About Carrie
Carrie Fucile is an interdisciplinary artist and experimental musician whose work is performative and frequently collaborative. First and foremost a sound artist, she often incorporates movement and physical materials into her process. Her creative efforts interpret the effects of political power, technological shifts, and global economics on the human condition. Ultimately each piece explores traces of these events found in objects, architecture, and landscapes.
X_X_I
X_X_I is an audiovisual manifestation of Carrie Fucile and Brenton Lim's intersecting ideas about technological upheavals from the twentieth century to the present. Fucile’s audio component consists of live vocals, melodica, MIDI keyboard, field recordings of hidden home and business technologies, and digitally generated sound. Lim’s live video is derived from his original block coding designed for the piece. This performance documented here was presented at The Center For The Arts, Towson University, Towson, MD.
Dada Morte
Dada Morte uses musical interpretations of an IBM computer punch card found among Fucile’s late father’s possessions. It also features melodica, voice, and electronics. This performance was part of the exhibition Memento Mori at The Parlor in Baltimore, MD and included live video projections by artist Brenton Lim.
Fenster
Fenster uses field recordings of Fucile’s cat, Bocce, purring. It also features snare drum (played with a palm from a Palm Sunday with her aunt and mother in 2019), melodica, and voice. This performance was commissioned by The Red Room Collective for The Red Room in Your Room, in April 2021.
Reconciliation
Reconciliation is a performance of longing, grief, reckoning, and hope. It considers where human civilization presently finds itself and whether it can truly change. This ritual looks to the past and prays for the future. It grapples with both personal and collective history while gently attempting to exorcise.

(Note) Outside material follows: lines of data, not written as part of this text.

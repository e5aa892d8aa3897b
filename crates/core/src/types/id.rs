//! Newtype IDs for type-safe entity references.
//!
//! Use the `define_id!` macro to create type-safe ID wrappers that prevent
//! accidentally mixing IDs from different entity types. All record IDs are
//! assigned by the backend on creation and immutable thereafter.

use serde::{Deserialize, Serialize};
use uuid::Uuid;

/// Macro to define a type-safe ID wrapper.
///
/// Creates a newtype wrapper around `i64` with:
/// - `Serialize`/`Deserialize` with `#[serde(transparent)]`
/// - `Debug`, `Clone`, `Copy`, `PartialEq`, `Eq`, `Hash`
/// - Conversion methods: `new()`, `as_i64()`
/// - `From<i64>` and `Into<i64>` implementations
///
/// # Example
///
/// ```rust
/// # use quillpress_core::define_id;
/// define_id!(PostId);
/// define_id!(PageId);
///
/// let post_id = PostId::new(1);
/// let page_id = PageId::new(1);
///
/// // These are different types, so this won't compile:
/// // let _: PostId = page_id;
/// ```
#[macro_export]
macro_rules! define_id {
    ($name:ident) => {
        #[derive(
            Debug,
            Clone,
            Copy,
            PartialEq,
            Eq,
            Hash,
            ::serde::Serialize,
            ::serde::Deserialize
        )]
        #[serde(transparent)]
        pub struct $name(i64);

        impl $name {
            /// Create a new ID from an i64 value.
            #[must_use]
            pub const fn new(id: i64) -> Self {
                Self(id)
            }

            /// Get the underlying i64 value.
            #[must_use]
            pub const fn as_i64(&self) -> i64 {
                self.0
            }
        }

        impl ::core::fmt::Display for $name {
            fn fmt(&self, f: &mut ::core::fmt::Formatter<'_>) -> ::core::fmt::Result {
                write!(f, "{}", self.0)
            }
        }

        impl From<i64> for $name {
            fn from(id: i64) -> Self {
                Self(id)
            }
        }

        impl From<$name> for i64 {
            fn from(id: $name) -> Self {
                id.0
            }
        }
    };
}

// Define standard entity IDs
define_id!(PostId);
define_id!(PageId);

/// Identifier of an authenticated principal.
///
/// The backend issues these as UUIDs; the client treats them as opaque.
#[derive(Debug, Clone, Copy, PartialEq, Eq, Hash, Serialize, Deserialize)]
#[serde(transparent)]
pub struct UserId(Uuid);

impl UserId {
    /// Create a user ID from a UUID value.
    #[must_use]
    pub const fn new(id: Uuid) -> Self {
        Self(id)
    }

    /// Get the underlying UUID value.
    #[must_use]
    pub const fn as_uuid(&self) -> Uuid {
        self.0
    }
}

impl std::fmt::Display for UserId {
    fn fmt(&self, f: &mut std::fmt::Formatter<'_>) -> std::fmt::Result {
        write!(f, "{}", self.0)
    }
}

impl From<Uuid> for UserId {
    fn from(id: Uuid) -> Self {
        Self(id)
    }
}

impl From<UserId> for Uuid {
    fn from(id: UserId) -> Self {
        id.0
    }
}

#[cfg(test)]
#[allow(clippy::unwrap_used)]
mod tests {
    use super::*;

    #[test]
    fn test_id_serde_transparent() {
        let id = PostId::new(42);
        let json = serde_json::to_string(&id).unwrap();
        assert_eq!(json, "42");

        let parsed: PostId = serde_json::from_str("42").unwrap();
        assert_eq!(parsed, id);
    }

    #[test]
    fn test_id_display() {
        assert_eq!(PageId::new(7).to_string(), "7");
    }

    #[test]
    fn test_user_id_roundtrip() {
        let raw = Uuid::new_v4();
        let id = UserId::new(raw);
        let json = serde_json::to_string(&id).unwrap();
        let parsed: UserId = serde_json::from_str(&json).unwrap();
        assert_eq!(parsed.as_uuid(), raw);
    }
}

This performance was created in response to Melissa Webb’s installation Proficiencies for Living in Ruins.
Birds, Bees
Birds, Bees is a performance that utilizes with amplified objects and live sound pulled from multiple audio technologies. Rooted in the noises and materials of Fucile's grandmother's beloved Lowcountry South Carolina, it is a reflection on a place and the passing of time.
Occupational Enterprises
Occupational Enterprises is a performance where Fucile rearranges 200 white bricks into a series of structures for sixty minutes. Each one is toppled before building another. The sound of the moving, stacked, and collapsed bricks is transmitted by a contact microphone attached to the floor and distorted by a series of effects.

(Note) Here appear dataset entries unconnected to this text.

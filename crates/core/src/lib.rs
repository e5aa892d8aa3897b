//! Quillpress Core - Shared types library.
//!
//! This crate provides common types used across all Quillpress components:
//! - `client` - API client, credential storage, and public content reader
//! - `admin` - Editor and list flows for posts and pages
//! - `cli` - The `quill` command-line front end
//!
//! # Architecture
//!
//! The core crate contains only types - no I/O, no HTTP clients. This keeps
//! it lightweight and allows it to be used anywhere.
//!
//! # Modules
//!
//! - [`types`] - Newtype wrappers for type-safe IDs, slugs, emails, and
//!   statuses, plus the content record shapes shared with the backend

#![cfg_attr(not(test), forbid(unsafe_code))]

pub mod types;

pub use types::*;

In addition to Fucile's Italian immigrant ancestry, the work was informed by several texts. The first, Hito Steyerl’s essay: “Is a Museum a Factory?,” observes that many places where employees worked on factory lines have recently been transformed into sites of artistic labor. Indeed, many cultural institutions and artist studios are in former industrial spaces. The second, Pietro DiDonato’s novel Christ in Concrete, tells the story of an Italian immigrant bricklayer who is killed on the job due to unsafe conditions and whose eldest son is forced to leave school to support his family.
Material Actions
Material Actions is a performance created with video artist Mark Brown. The piece was originally developed for the Dutch Cabinet at the Walters Art Museum in Baltimore, Maryland and premiered as part of their 2016 ART/SOUND/NOW series. It has subsequently been performed at School 33 Art Center in Baltimore, MD.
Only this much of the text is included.